Big Dipper, Little Sister

“Where have the stars gone?” I asked my spouse, thinking they were shrouded by a veil of thick clouds, or smog. Looking up, he replied, “They’re right there.” I was told by my doctor ten years ago my vision loss would happen slowly. So slowly, in fact, I sometimes forget it’s fading at all. I don’t remember the day I lost the stars. I must’ve looked up, and thought, What a cloudy night. Maybe I’ll see them tomorrow. Or maybe they disappeared one by one, flickering out like candle wicks, the moon a misshapen milk stain smeared across a dark slate of sky. I’ve always been afraid of the dark. My brother and I shared a room until we were teenagers, but I used to cry every night because he wouldn’t let me use my nightlight. One night he taught me which star was actually a planet, Venus, and showed me three stars that formed a crooked little line that he swore was the handle of the Big Dipper. My brother said that when I’m afraid, maybe I should look at Venus, or those three stars, and they’ll shine so bright, I won’t even notice the dark anymore. And for a while, that is what I did. But, now, I’ve lost the stars. The worst part? I’m still afraid of the dark, and with each passing year, I slip deeper and deeper into permanent black ink. Sometimes, when I’m feeling brave, I stand at the edge of the cliffs of my university town at night, look out at the sea, and I try so hard to see the navigation lights of the boats that I’m sure are there, bobbing on the surface. I like to imagine my brother is on one of those boats, even if I can’t see him, either. But I know he’s not.
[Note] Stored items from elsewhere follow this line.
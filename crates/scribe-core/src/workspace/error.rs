//! # Scribe Core Workspace Errors
use std::path::PathBuf;
use thiserror::Error;

use crate::storage::error::StorageSystemError;

#[derive(Debug, Error)]
pub enum WorkspaceError {
    #[error("Invalid workspace root '{path}': {reason}")]
    InvalidWorkspace { path: PathBuf, reason: String },

    /// The in-memory state was updated but could not be persisted
    #[error("Failed to persist workspace state: {0}")]
    Storage(#[from] StorageSystemError),
}
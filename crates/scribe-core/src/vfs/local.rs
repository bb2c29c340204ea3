use std::fmt;
use std::fs::{self, File};
use std::io::Read;
use std::path::{Path, PathBuf};
use std::sync::Arc;
use std::time::SystemTime;

use crate::vfs::error::VfsError;
use crate::vfs::file::VirtualFile;

/// Local filesystem virtual file
#[derive(Clone, PartialEq, Eq, Hash)]
pub struct LocalVirtualFile {
    path: PathBuf,
}

impl LocalVirtualFile {
    /// Create a handle for the given path. The path does not need to exist.
    pub fn new(path: impl Into<PathBuf>) -> Self {
        Self { path: path.into() }
    }

    /// Create a shared handle, the form registries and navigation targets use
    pub fn shared(path: impl Into<PathBuf>) -> Arc<dyn VirtualFile> {
        Arc::new(Self::new(path))
    }

    pub fn exists(&self) -> bool {
        self.path.exists()
    }
}

impl VirtualFile for LocalVirtualFile {
    fn name(&self) -> String {
        self.path
            .file_name()
            .map(|n| n.to_string_lossy().into_owned())
            .unwrap_or_default()
    }

    fn path(&self) -> String {
        self.path.to_string_lossy().into_owned()
    }

    fn local_path(&self) -> Option<&Path> {
        Some(&self.path)
    }

    fn extension(&self) -> Option<String> {
        self.path
            .extension()
            .map(|ext| ext.to_string_lossy().into_owned())
    }

    fn is_directory(&self) -> bool {
        self.path.is_dir()
    }

    fn length(&self) -> u64 {
        fs::metadata(&self.path).map(|m| m.len()).unwrap_or(0)
    }

    fn last_modified(&self) -> Option<SystemTime> {
        fs::metadata(&self.path).and_then(|m| m.modified()).ok()
    }

    fn input_stream(&self) -> Result<Box<dyn Read + Send>, VfsError> {
        if self.path.is_dir() {
            return Err(VfsError::IsADirectory(self.path.clone()));
        }
        let file = File::open(&self.path).map_err(|e| VfsError::io(e, "open", self.path.clone()))?;
        Ok(Box::new(file))
    }

    fn parent(&self) -> Option<Arc<dyn VirtualFile>> {
        self.path
            .parent()
            .filter(|p| !p.as_os_str().is_empty())
            .map(|p| LocalVirtualFile::shared(p))
    }

    fn children(&self) -> Result<Vec<Arc<dyn VirtualFile>>, VfsError> {
        if !self.path.is_dir() {
            return Ok(Vec::new());
        }
        let entries = fs::read_dir(&self.path).map_err(|e| VfsError::io(e, "read_dir", self.path.clone()))?;
        let mut children = Vec::new();
        for entry in entries {
            let entry = entry.map_err(|e| VfsError::io(e, "read_dir_entry", self.path.clone()))?;
            children.push(LocalVirtualFile::shared(entry.path()));
        }
        // read_dir order is platform dependent
        children.sort_by_key(|child| child.name());
        Ok(children)
    }
}

impl fmt::Debug for LocalVirtualFile {
    fn fmt(&self, f: &mut fmt::Formatter<'_>) -> fmt::Result {
        f.debug_struct("LocalVirtualFile")
            .field("path", &self.path)
            .finish()
    }
}
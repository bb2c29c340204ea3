//! # Scribe Core Kernel
//!
//! Bootstraps the host and coordinates its components.
//!
//! ## Key Responsibilities & Components:
//!
//! - **Application Bootstrapping**: [`Application`](bootstrap::Application)
//!   builds the shared [`RegistrySet`](crate::extension::RegistrySet), the
//!   settings store, the plugin manager and the workspace manager, then drives
//!   their lifecycle.
//! - **Component Lifecycle**: the [`KernelComponent`](component::KernelComponent)
//!   trait and the [`DependencyRegistry`](component::DependencyRegistry) that
//!   holds components by concrete type.
//! - **Configuration**: [`HostConfig`](config::HostConfig) and home directory
//!   resolution.
//! - **Core Constants**: the `constants` submodule.
//! - **Error Handling**: the aggregate [`Error`](error::Error) and `Result`
//!   alias.
pub mod bootstrap;
pub mod component;
pub mod config;
pub mod constants;
pub mod error;

pub use bootstrap::Application;
pub use component::{DependencyRegistry, KernelComponent};
pub use config::{resolve_home, HostConfig};
pub use error::{Error, Result};

// Test module declaration
#[cfg(test)]
mod tests;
Somewhere, he’s lost in the darkness, too.

                    I

                                                                                                    was

always

afraid of                     my brother                                                   but

maybe      

                                                                                he

                                                        is 

          afraid

                                                                                                               of

                    him                                                                                                                                                                   too.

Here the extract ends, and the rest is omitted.